See Article on Page 1034 Deceased donor organs in the United States continue to be a scarce resource, and the debate over the equity of kidney allocation to liver transplant candidates with renal insufficiency remains unresolved. The increasing prevalence of acute and chronic renal dysfunction among liver transplant candidates across the backdrop of an ever-growing kidney transplant waiting list has created and continues to create a set of competing priorities and a seemingly circular debate about how best to optimize a scare resource.1-3 In one corner are data demonstrating increased waiting-list mortality among end-stage liver disease patients with comorbid renal disease; this suggests that simultaneous liver-kidney transplantation (SLK) should be the norm for liver candidates with renal impairment.2,4-6 In the other corner are data suggesting that upward of 80% of liver transplant recipients on renal replacement therapy (RRT) for fewer than 30 days go on to recover renal function after transplantation, and this indicates that at least some kidneys transplanted as part of SLK are unnecessary.7 To whom then goes the kidney, the liver transplant candidate with renal impairment or the kidney transplant candidate?
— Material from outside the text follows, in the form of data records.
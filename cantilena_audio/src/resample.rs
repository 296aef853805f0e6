// Sample-rate conversion.
//
// High-quality sinc resampling through rubato, fed in fixed-size chunks
// with the filter's output delay trimmed from the front and the tail flushed
// out with silence, then cut to the expected length. Any
// rubato failure drops to plain linear interpolation for the whole signal.

use rubato::{
    Resampler, SincFixedIn, SincInterpolationParameters, SincInterpolationType, WindowFunction,
};
use tracing::{debug, warn};

const CHUNK_SIZE: usize = 4096;
/// Upper bound on zero chunks fed to drain the filter delay.
const MAX_FLUSHES: usize = 8;

/// Resample mono `samples` from `from_rate` to `to_rate`.
pub fn resample(samples: &[f64], from_rate: u32, to_rate: u32) -> Vec<f64> {
    if from_rate == to_rate || samples.is_empty() || from_rate == 0 || to_rate == 0 {
        return samples.to_vec();
    }
    match resample_sinc(samples, from_rate, to_rate) {
        Ok(out) => out,
        Err(reason) => {
            warn!(%reason, "sinc resampling failed, falling back to linear");
            resample_linear(samples, from_rate, to_rate)
        }
    }
}

fn resample_sinc(samples: &[f64], from_rate: u32, to_rate: u32) -> Result<Vec<f64>, String> {
    let params = SincInterpolationParameters {
        sinc_len: 256,
        f_cutoff: 0.95,
        interpolation: SincInterpolationType::Cubic,
        oversampling_factor: 256,
        window: WindowFunction::BlackmanHarris2,
    };
    let ratio = to_rate as f64 / from_rate as f64;
    let chunk_size = CHUNK_SIZE.min(samples.len());
    let mut resampler = SincFixedIn::<f64>::new(ratio, 2.0, params, chunk_size, 1)
        .map_err(|e| format!("failed to create resampler: {e}"))?;

    let expected_len = (samples.len() as f64 * ratio).round() as usize;
    let delay = resampler.output_delay();
    let mut output = Vec::with_capacity(expected_len + delay + chunk_size);
    let mut pos = 0;
    while pos + chunk_size <= samples.len() {
        let chunk = vec![samples[pos..pos + chunk_size].to_vec()];
        let out = resampler
            .process(chunk.as_slice(), None)
            .map_err(|e| e.to_string())?;
        if let Some(channel) = out.first() {
            output.extend_from_slice(channel);
        }
        pos += chunk_size;
    }

    if pos < samples.len() {
        let chunk = vec![samples[pos..].to_vec()];
        let out = resampler
            .process_partial(Some(chunk.as_slice()), None)
            .map_err(|e| e.to_string())?;
        if let Some(channel) = out.first() {
            output.extend_from_slice(channel);
        }
    }

    // Flush the filter until the delayed tail has come out.
    let mut flushes = 0;
    while output.len() < expected_len + delay && flushes < MAX_FLUSHES {
        let out = resampler
            .process_partial::<Vec<f64>>(None, None)
            .map_err(|e| e.to_string())?;
        match out.first() {
            Some(channel) if !channel.is_empty() => output.extend_from_slice(channel),
            _ => break,
        }
        flushes += 1;
    }

    // The first `delay` frames are filter latency, not signal.
    output.drain(..delay.min(output.len()));
    output.resize(expected_len, 0.0);
    debug!(from_rate, to_rate, input = samples.len(), output = output.len(), "resampled");
    Ok(output)
}

/// Linear interpolation resampler.
pub fn resample_linear(samples: &[f64], from_rate: u32, to_rate: u32) -> Vec<f64> {
    if from_rate == to_rate || samples.is_empty() || from_rate == 0 || to_rate == 0 {
        return samples.to_vec();
    }
    let step = from_rate as f64 / to_rate as f64;
    let out_len = ((samples.len() as f64) / step).round().max(1.0) as usize;
    let last = samples.len() - 1;
    (0..out_len)
        .map(|i| {
            let pos = i as f64 * step;
            let lo = (pos.floor() as usize).min(last);
            let hi = (lo + 1).min(last);
            let frac = pos - lo as f64;
            samples[lo] * (1.0 - frac) + samples[hi] * frac
        })
        .collect()
}

#[cfg(test)]
mod tests {
    use super::*;

    #[test]
    fn test_same_rate_is_identity() {
        let s = vec![0.1, 0.2, 0.3];
        assert_eq!(resample(&s, 44_100, 44_100), s);
        assert_eq!(resample_linear(&s, 22_050, 22_050), s);
    }

    #[test]
    fn test_linear_halves_length() {
        let s: Vec<f64> = (0..100).map(|i| i as f64).collect();
        let out = resample_linear(&s, 44_100, 22_050);
        assert_eq!(out.len(), 50);
        assert_eq!(out[0], 0.0);
        assert_eq!(out[10], 20.0);
    }

    #[test]
    fn test_linear_upsample_interpolates() {
        let out = resample_linear(&[0.0, 1.0], 1, 2);
        assert_eq!(out.len(), 4);
        assert_eq!(out[1], 0.5);
    }

    #[test]
    fn test_sinc_output_length() {
        let s: Vec<f64> = (0..10_000)
            .map(|i| (i as f64 * 2.0 * std::f64::consts::PI * 440.0 / 44_100.0).sin() * 0.5)
            .collect();
        let out = resample(&s, 44_100, 24_000);
        let expected = (10_000f64 * 24_000.0 / 44_100.0).round() as usize;
        assert_eq!(out.len(), expected);
        assert!(out.iter().all(|v| v.is_finite()));
    }

    #[test]
    fn test_sinc_keeps_timing() {
        // An impulse at input sample 1000 must land near output sample 2000
        // after doubling the rate, not a filter length later.
        let mut s = vec![0.0; 8_000];
        s[1_000] = 1.0;
        let out = resample(&s, 8_000, 16_000);
        assert_eq!(out.len(), 16_000);
        let (peak_at, _) = out
            .iter()
            .enumerate()
            .max_by(|a, b| a.1.abs().total_cmp(&b.1.abs()))
            .unwrap();
        assert!((1_998..=2_002).contains(&peak_at), "peak at {peak_at}");
    }

    #[test]
    fn test_sinc_keeps_tail() {
        // A constant signal is still sounding well into its last chunk.
        let s = vec![0.5; 5_000];
        let out = resample(&s, 16_000, 8_000);
        assert_eq!(out.len(), 2_500);
        assert!((out[2_250] - 0.5).abs() < 0.05, "tail was {}", out[2_250]);
    }
}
There is little debate about the necessity for SLK among end-stage renal disease patients with decompensated cirrhosis because these patients have no hope of recovering renal function and would not survive kidney transplantation alone; this establishes a clear role for SLK.8 Therefore, how we frame the discussion about SLK is critical. The debate is not whether to eliminate SLK; rather, the focus of the debate should be the subset of liver transplant candidates with recent renal impairment (

To whom goes the kidney?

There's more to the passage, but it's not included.